[dsdl-discuss] Response to rest of Martin's comments

From: Rick Jelliffe <ricko@allette.com.au>
Date: Tue Apr 13 2004 - 10:03:15 UTC

Martin Bryan wrote:
> My initial (unofficial comments) on Rick's draft are:

> Reference should be added to ISO 10646 as default source of character set
> naming conventions

ISO 10646 names blocks and characters, but it does not name properties
of characters.[1] These come from the Unicode Consortium, which provides
the semantic layer on top ISO 10646.

I believe that ISO 10646 uses "collections" for its unit. I think
ISO 10646 is only formally relevant, what we are interested in
is Unicode's properties in general.

If ISO 10646 is not really appropriate, what about something
from the Unicode Constortium? Well, their spec on Regular Expressions
and character classes[3] do have a syntax, and indeed that syntax
is based on Perl's as is XML Schemas, but it is only a demonstrative
syntax not one intended to have normative properties. So Unicode
is also not directly useful as a normative reference for
defining the language used for assertion tests.

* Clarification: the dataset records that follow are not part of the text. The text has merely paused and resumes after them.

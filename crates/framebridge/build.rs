fn main() {
    for (source, exported) in [
        ("TARGET", "FRAMEBRIDGE_BUILD_TARGET"),
        ("PROFILE", "FRAMEBRIDGE_BUILD_PROFILE"),
    ] {
        if let Ok(value) = std::env::var(source) {
            println!("cargo:rustc-env={exported}={value}");
        }
        println!("cargo:rerun-if-env-changed={source}");
    }
}
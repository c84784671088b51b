//! Host and guest endpoints of the frame bridge.
//!
//! The host owns an embedded frame and exposes methods and relayed events to
//! it. The guest discovers them through the `ready` handshake and gets
//! subscription and invocation proxies back.

pub mod capability;
pub mod config;
pub mod error;
pub mod guest;
pub mod host;
pub mod router;
pub mod scripts;
mod validation;

pub use capability::{Capabilities, Capability, ListenerCapability, MethodCapability};
pub use config::{GuestConfig, HostConfig, MethodHandler};
pub use error::{BridgeError, HandlerError, HandlerResult, Result};
pub use guest::{GuestEndpoint, HandshakeState, ReadyCallback};
pub use host::HostEndpoint;
pub use router::{Callback, EventRouter, Subscription};
pub use scripts::{
    parse_script_tag, NoopScriptLoader, RecordingScriptLoader, ScriptDescriptor, ScriptLoader,
    ScriptTagLoader,
};
pub use validation::SchemaRegistryHandle;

In the W3C WG on XML Schemas, we took that REGEX document in
consideration when deciding on the design of the W3C regular
expressions. (Please note that the version of the Unicode REGEX
would be one from 1999, not the most recent version!)

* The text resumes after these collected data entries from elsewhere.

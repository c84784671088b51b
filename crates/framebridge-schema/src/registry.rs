use std::collections::BTreeMap;
use std::path::{Path, PathBuf};

use framebridge_envelope::is_reserved;
use jsonschema::Validator;
use serde_json::Value;

use crate::config::RegistryConfig;
use crate::error::{Result, SchemaError};
use crate::loader::read_schema_dir;
use crate::strict::close_objects;
use crate::validator::validate_payload;

/// Where a registered schema came from.
#[derive(Debug, Clone, PartialEq, Eq)]
pub enum SchemaSource {
    /// Registered at runtime from a string or value.
    Inline,
    /// Compiled into the binary.
    Embedded,
    /// Loaded from a schema directory.
    File(PathBuf),
}

struct CommandSchema {
    validator: Validator,
    source: SchemaSource,
}

/// Command-keyed registry of compiled JSON Schema validators.
///
/// The handshake command carries the manifest, not an application payload,
/// so it can never have a schema.
pub struct SchemaRegistry {
    schemas: BTreeMap<String, CommandSchema>,
    config: RegistryConfig,
}

impl SchemaRegistry {
    pub fn new() -> Self {
        Self::with_config(RegistryConfig::default())
    }

    pub fn with_config(config: RegistryConfig) -> Self {
        Self {
            schemas: BTreeMap::new(),
            config,
        }
    }

    /// Register a schema for `command` from JSON text.
    pub fn register(&mut self, command: &str, schema_json: &str) -> Result<()> {
        let schema: Value = serde_json::from_str(schema_json)?;
        self.insert(command, schema, SchemaSource::Inline)
    }

    /// Register a schema for `command`. Replaces any earlier schema.
    pub fn register_value(&mut self, command: &str, schema: &Value) -> Result<()> {
        self.insert(command, schema.clone(), SchemaSource::Inline)
    }

    /// Load every `<command>.schema.json` in `dir`.
    pub fn from_directory(dir: &Path) -> Result<Self> {
        Self::from_directory_with_config(dir, RegistryConfig::default())
    }

    pub fn from_directory_with_config(dir: &Path, config: RegistryConfig) -> Result<Self> {
        let mut registry = Self::with_config(config);
        for file in read_schema_dir(dir, &registry.config.directory_limits)? {
            let schema: Value = serde_json::from_str(&file.source)?;
            registry.insert(&file.command, schema, SchemaSource::File(file.path))?;
            tracing::debug!(command = %file.command, "schema loaded");
        }
        Ok(registry)
    }

    /// Build from `(command, schema_json)` pairs compiled into the binary.
    pub fn from_embedded(schemas: &[(&str, &str)]) -> Result<Self> {
        let mut registry = Self::new();
        for (command, schema_json) in schemas {
            let schema: Value = serde_json::from_str(schema_json)?;
            registry.insert(command, schema, SchemaSource::Embedded)?;
        }
        Ok(registry)
    }

    /// Validate `payload` against the schema registered for `command`.
    ///
    /// Commands without a schema pass unless the registry requires one.
    pub fn validate(&self, command: &str, payload: &Value) -> Result<()> {
        match self.schemas.get(command) {
            Some(schema) => validate_payload(command, payload, &schema.validator),
            None if self.config.fail_on_missing_schema => {
                Err(SchemaError::NoSchema(command.to_string()))
            }
            None => Ok(()),
        }
    }

    pub fn has_schema(&self, command: &str) -> bool {
        self.schemas.contains_key(command)
    }

    /// Where the schema for `command` came from.
    pub fn source(&self, command: &str) -> Option<&SchemaSource> {
        self.schemas.get(command).map(|schema| &schema.source)
    }

    /// Registered command names, sorted.
    pub fn commands(&self) -> Vec<String> {
        self.schemas.keys().cloned().collect()
    }

    pub fn len(&self) -> usize {
        self.schemas.len()
    }

    pub fn is_empty(&self) -> bool {
        self.schemas.is_empty()
    }

    pub fn config(&self) -> &RegistryConfig {
        &self.config
    }

    fn insert(&mut self, command: &str, mut schema: Value, source: SchemaSource) -> Result<()> {
        if command.is_empty() || is_reserved(command) {
            return Err(SchemaError::InvalidCommand(command.to_string()));
        }
        if self.config.strict_mode {
            close_objects(&mut schema);
        }
        let validator =
            jsonschema::validator_for(&schema).map_err(|err| SchemaError::CompileFailed {
                command: command.to_string(),
                message: err.to_string(),
            })?;
        self.schemas
            .insert(command.to_string(), CommandSchema { validator, source });
        Ok(())
    }
}

impl Default for SchemaRegistry {
    fn default() -> Self {
        Self::new()
    }
}

impl std::fmt::Debug for SchemaRegistry {
    fn fmt(&self, f: &mut std::fmt::Formatter<'_>) -> std::fmt::Result {
        f.debug_struct("SchemaRegistry")
            .field("commands", &self.commands())
            .field("config", &self.config)
            .finish()
    }
}

#[cfg(test)]
mod tests {
    use std::path::PathBuf;

    use serde_json::json;

    use super::*;
    use crate::config::DirectoryLimits;

    const INCREMENT: &str = r#"{
        "type": "object",
        "properties": { "by": { "type": "integer", "minimum": 1 } },
        "required": ["by"]
    }"#;

    const CLICKED: &str = r#"{
        "type": "object",
        "properties": {
            "x": { "type": "number" },
            "y": { "type": "number" },
            "target": { "properties": { "id": { "type": "string" } } }
        },
        "required": ["x", "y"]
    }"#;

    #[test]
    fn payloads_are_checked_per_command() {
        let registry =
            SchemaRegistry::from_embedded(&[("increment", INCREMENT), ("clicked", CLICKED)]).unwrap();

        assert!(registry.validate("increment", &json!({"by": 2})).is_ok());
        assert!(registry.validate("clicked", &json!({"x": 1, "y": 2.5})).is_ok());
        assert!(matches!(
            registry.validate("increment", &json!({"by": 0})),
            Err(SchemaError::ValidationFailed { ref command, .. }) if command == "increment"
        ));
        assert!(registry.validate("clicked", &json!({"by": 2})).is_err());
        assert_eq!(registry.commands(), vec!["clicked", "increment"]);
        assert_eq!(registry.source("clicked"), Some(&SchemaSource::Embedded));
    }

    #[test]
    fn unknown_commands_pass_unless_required() {
        let permissive = SchemaRegistry::new();
        assert!(permissive.validate("reset", &Value::Null).is_ok());

        let required = SchemaRegistry::with_config(RegistryConfig::default().require_schemas());
        assert!(matches!(
            required.validate("reset", &Value::Null),
            Err(SchemaError::NoSchema(ref command)) if command == "reset"
        ));
    }

    #[test]
    fn strict_registry_closes_nested_objects() {
        let mut strict = SchemaRegistry::with_config(RegistryConfig::default().strict());
        strict.register("clicked", CLICKED).unwrap();
        let mut loose = SchemaRegistry::new();
        loose.register("clicked", CLICKED).unwrap();

        let extra_top = json!({"x": 1, "y": 1, "button": "left"});
        let extra_nested = json!({"x": 1, "y": 1, "target": {"id": "a", "tag": "div"}});
        assert!(loose.validate("clicked", &extra_top).is_ok());
        assert!(loose.validate("clicked", &extra_nested).is_ok());
        assert!(strict.validate("clicked", &extra_top).is_err());
        assert!(strict.validate("clicked", &extra_nested).is_err());
        assert!(strict
            .validate("clicked", &json!({"x": 1, "y": 1, "target": {"id": "a"}}))
            .is_ok());
    }

    #[test]
    fn register_value_replaces_earlier_schema() {
        let mut registry = SchemaRegistry::new();
        registry.register("increment", INCREMENT).unwrap();
        registry
            .register_value("increment", &json!({"type": "integer"}))
            .unwrap();

        assert_eq!(registry.len(), 1);
        assert!(registry.validate("increment", &json!(3)).is_ok());
        assert_eq!(registry.source("increment"), Some(&SchemaSource::Inline));
    }

    #[test]
    fn broken_schemas_are_reported() {
        let mut registry = SchemaRegistry::new();
        assert!(matches!(
            registry.register("increment", r#"{"type":"definitely-not-a-type"}"#),
            Err(SchemaError::CompileFailed { ref command, .. }) if command == "increment"
        ));
        assert!(matches!(
            registry.register("increment", "{not json"),
            Err(SchemaError::InvalidJson(_))
        ));
        assert!(registry.is_empty());
    }

    #[test]
    fn handshake_and_empty_names_cannot_carry_schemas() {
        let mut registry = SchemaRegistry::new();
        assert!(matches!(
            registry.register("ready", INCREMENT),
            Err(SchemaError::InvalidCommand(ref command)) if command == "ready"
        ));
        assert!(matches!(
            registry.register("", INCREMENT),
            Err(SchemaError::InvalidCommand(_))
        ));
    }

    #[test]
    fn directory_schemas_are_loaded_with_their_path() {
        let dir = temp_dir("load");
        std::fs::write(dir.join("increment.schema.json"), INCREMENT).unwrap();
        std::fs::write(dir.join("clicked.schema.json"), CLICKED).unwrap();
        std::fs::write(dir.join("README.md"), "not a schema").unwrap();

        let registry = SchemaRegistry::from_directory(&dir).unwrap();
        assert_eq!(registry.commands(), vec!["clicked", "increment"]);
        assert_eq!(
            registry.source("increment"),
            Some(&SchemaSource::File(dir.join("increment.schema.json")))
        );
        assert!(registry.validate("increment", &json!({"by": 5})).is_ok());

        let _ = std::fs::remove_dir_all(&dir);
    }

    #[test]
    fn directory_with_handshake_schema_is_rejected() {
        let dir = temp_dir("reserved");
        std::fs::write(dir.join("ready.schema.json"), INCREMENT).unwrap();

        assert!(matches!(
            SchemaRegistry::from_directory(&dir),
            Err(SchemaError::InvalidCommand(_))
        ));

        let _ = std::fs::remove_dir_all(&dir);
    }

    #[test]
    fn directory_limits_are_enforced() {
        let dir = temp_dir("limits");
        std::fs::write(dir.join("increment.schema.json"), INCREMENT).unwrap();
        std::fs::write(dir.join("clicked.schema.json"), CLICKED).unwrap();

        let one_file = RegistryConfig::default().with_directory_limits(DirectoryLimits {
            max_files: 1,
            ..DirectoryLimits::default()
        });
        assert!(matches!(
            SchemaRegistry::from_directory_with_config(&dir, one_file),
            Err(SchemaError::LoadFailed(_))
        ));

        let tiny = RegistryConfig::default().with_directory_limits(DirectoryLimits {
            max_file_bytes: 8,
            ..DirectoryLimits::default()
        });
        assert!(matches!(
            SchemaRegistry::from_directory_with_config(&dir, tiny),
            Err(SchemaError::LoadFailed(_))
        ));

        let _ = std::fs::remove_dir_all(&dir);
    }

    #[cfg(unix)]
    #[test]
    fn symlinked_schema_is_refused() {
        let dir = temp_dir("symlink");
        let target = dir.join("elsewhere.json");
        std::fs::write(&target, INCREMENT).unwrap();
        std::os::unix::fs::symlink(&target, dir.join("increment.schema.json")).unwrap();

        assert!(matches!(
            SchemaRegistry::from_directory(&dir),
            Err(SchemaError::LoadFailed(_))
        ));

        let _ = std::fs::remove_dir_all(&dir);
    }

    #[test]
    fn missing_directory_is_a_load_failure() {
        let dir = temp_dir("missing").join("absent");
        assert!(matches!(
            SchemaRegistry::from_directory(&dir),
            Err(SchemaError::LoadFailed(_))
        ));
    }

    fn temp_dir(tag: &str) -> PathBuf {
        let dir = std::env::temp_dir().join(format!(
            "framebridge-schema-{tag}-{}-{}",
            std::process::id(),
            std::time::SystemTime::now()
                .duration_since(std::time::UNIX_EPOCH)
                .unwrap()
                .as_nanos()
        ));
        std::fs::create_dir_all(&dir).unwrap();
        dir
    }
}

Schematron's technical approach has been to provide a framework
by which existing common libraries can be readily used: the
XSLT libraries for default Part 3. Similarly, in the Part 7
draft, the default binding is to allow the most common, good-quality
library but also allow better, rarer, and more specialist alternative
implementations as users demand and implementer's provide.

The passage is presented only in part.